DIRECTIONS FOR THIS TASK » Scan the entries below and return each line that contains "trim".

==== RECORDED INFORMATION ====

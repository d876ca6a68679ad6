//! # Bot Configuration Module
//!
//! This module defines the runtime configuration of the bot: Telegram access,
//! the Google Sheets target, the HTTP listener and conversation settings.
//! Values come from the process environment (optionally seeded from `.env`).

use anyhow::{anyhow, Context, Result};
use std::env;
use std::net::SocketAddr;

// Defaults for optional settings
pub const DEFAULT_CREDENTIALS_FILE: &str = "credenciais.json";
pub const DEFAULT_SHEET_NAME: &str = "Sheet1";
pub const DEFAULT_HTTP_BIND_ADDR: &str = "0.0.0.0:8080";
pub const DEFAULT_WEBHOOK_PATH: &str = "/webhook";
pub const DEFAULT_CANCEL_KEYWORDS: &[&str] = &["cancelar", "cancel"];
pub const DEFAULT_LANGUAGE: &str = "pt";

/// Google Sheets destination for completed receipts
#[derive(Debug, Clone)]
pub struct SheetsConfig {
    /// Spreadsheet id (the long token in the spreadsheet URL)
    pub spreadsheet_id: String,
    /// Sheet (tab) receiving the appended rows
    pub sheet_name: String,
    /// Path to the service account JSON key
    pub credentials_file: String,
}

impl Default for SheetsConfig {
    fn default() -> Self {
        Self {
            spreadsheet_id: String::new(),
            sheet_name: DEFAULT_SHEET_NAME.to_string(),
            credentials_file: DEFAULT_CREDENTIALS_FILE.to_string(),
        }
    }
}

/// Webhook delivery settings, present only when the bot runs in webhook mode
#[derive(Debug, Clone)]
pub struct WebhookConfig {
    /// Public URL Telegram posts updates to
    pub url: reqwest::Url,
    /// Local route serving the webhook
    pub path: String,
    /// Value expected in the `X-Telegram-Bot-Api-Secret-Token` header
    pub secret: Option<String>,
}

/// Conversation behaviour settings
#[derive(Debug, Clone)]
pub struct ConversationConfig {
    /// Lowercased words that cancel the running conversation
    pub cancel_keywords: Vec<String>,
    /// Language used when the user's Telegram language is unknown or unsupported
    pub default_language: String,
}

impl Default for ConversationConfig {
    fn default() -> Self {
        Self {
            cancel_keywords: DEFAULT_CANCEL_KEYWORDS
                .iter()
                .map(|k| k.to_string())
                .collect(),
            default_language: DEFAULT_LANGUAGE.to_string(),
        }
    }
}

impl ConversationConfig {
    /// Whether `text` is one of the cancel keywords (case and surrounding whitespace ignored)
    pub fn is_cancel_keyword(&self, text: &str) -> bool {
        let input = text.trim().to_lowercase();
        self.cancel_keywords.iter().any(|k| *k == input)
    }
}

/// Top-level configuration
#[derive(Debug, Clone)]
pub struct BotConfig {
    pub telegram_token: String,
    pub sheets: SheetsConfig,
    pub http_bind_addr: SocketAddr,
    pub webhook: Option<WebhookConfig>,
    pub conversation: ConversationConfig,
    /// Emit JSON log lines instead of the human readable format
    pub json_logs: bool,
}

impl BotConfig {
    /// Load the configuration from environment variables
    pub fn from_env() -> Result<Self> {
        Self::from_lookup(|key| env::var(key).ok())
    }

    /// Load the configuration through an arbitrary variable lookup
    pub fn from_lookup<F>(lookup: F) -> Result<Self>
    where
        F: Fn(&str) -> Option<String>,
    {
        let var = |key: &str| lookup(key).filter(|v| !v.trim().is_empty());

        let telegram_token = var("TELEGRAM_BOT_TOKEN").context("TELEGRAM_BOT_TOKEN must be set")?;

        let defaults = SheetsConfig::default();
        let sheets = SheetsConfig {
            spreadsheet_id: var("GOOGLE_SPREADSHEET_ID")
                .context("GOOGLE_SPREADSHEET_ID must be set")?,
            sheet_name: var("GOOGLE_SHEET_NAME").unwrap_or(defaults.sheet_name),
            credentials_file: var("GOOGLE_CREDENTIALS_FILE").unwrap_or(defaults.credentials_file),
        };

        let http_bind_addr = var("HTTP_BIND_ADDR")
            .unwrap_or_else(|| DEFAULT_HTTP_BIND_ADDR.to_string())
            .parse()
            .context("HTTP_BIND_ADDR must be a socket address such as 0.0.0.0:8080")?;

        let webhook = match var("WEBHOOK_URL") {
            Some(url) => {
                let url = reqwest::Url::parse(&url).context("WEBHOOK_URL is not a valid URL")?;
                if url.path() == "/" {
                    return Err(anyhow!(
                        "WEBHOOK_URL must include a path such as {DEFAULT_WEBHOOK_PATH}"
                    ));
                }

                // The route must be the one Telegram posts to
                let path = match var("WEBHOOK_PATH") {
                    Some(mut path) => {
                        if !path.starts_with('/') {
                            path.insert(0, '/');
                        }
                        if path != url.path() {
                            return Err(anyhow!(
                                "WEBHOOK_PATH {path} does not match the path of WEBHOOK_URL {}",
                                url.path()
                            ));
                        }
                        path
                    }
                    None => url.path().to_string(),
                };
                Some(WebhookConfig {
                    url,
                    path,
                    secret: var("WEBHOOK_SECRET"),
                })
            }
            None => None,
        };

        let mut conversation = ConversationConfig::default();
        if let Some(keywords) = var("CANCEL_KEYWORDS") {
            conversation.cancel_keywords = keywords
                .split(',')
                .map(|k| k.trim().to_lowercase())
                .filter(|k| !k.is_empty())
                .collect();
        }
        if let Some(language) = var("DEFAULT_LANGUAGE") {
            conversation.default_language = language.trim().to_lowercase();
        }

        let json_logs = var("LOG_FORMAT").is_some_and(|f| f.eq_ignore_ascii_case("json"));

        Ok(Self {
            telegram_token,
            sheets,
            http_bind_addr,
            webhook,
            conversation,
            json_logs,
        })
    }
}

====

WRITTEN ANSWER »
        let input = text.trim().to_lowercase();
        let var = |key: &str| lookup(key).filter(|v| !v.trim().is_empty());
                .map(|k| k.trim().to_lowercase())
            conversation.default_language = language.trim().to_lowercase();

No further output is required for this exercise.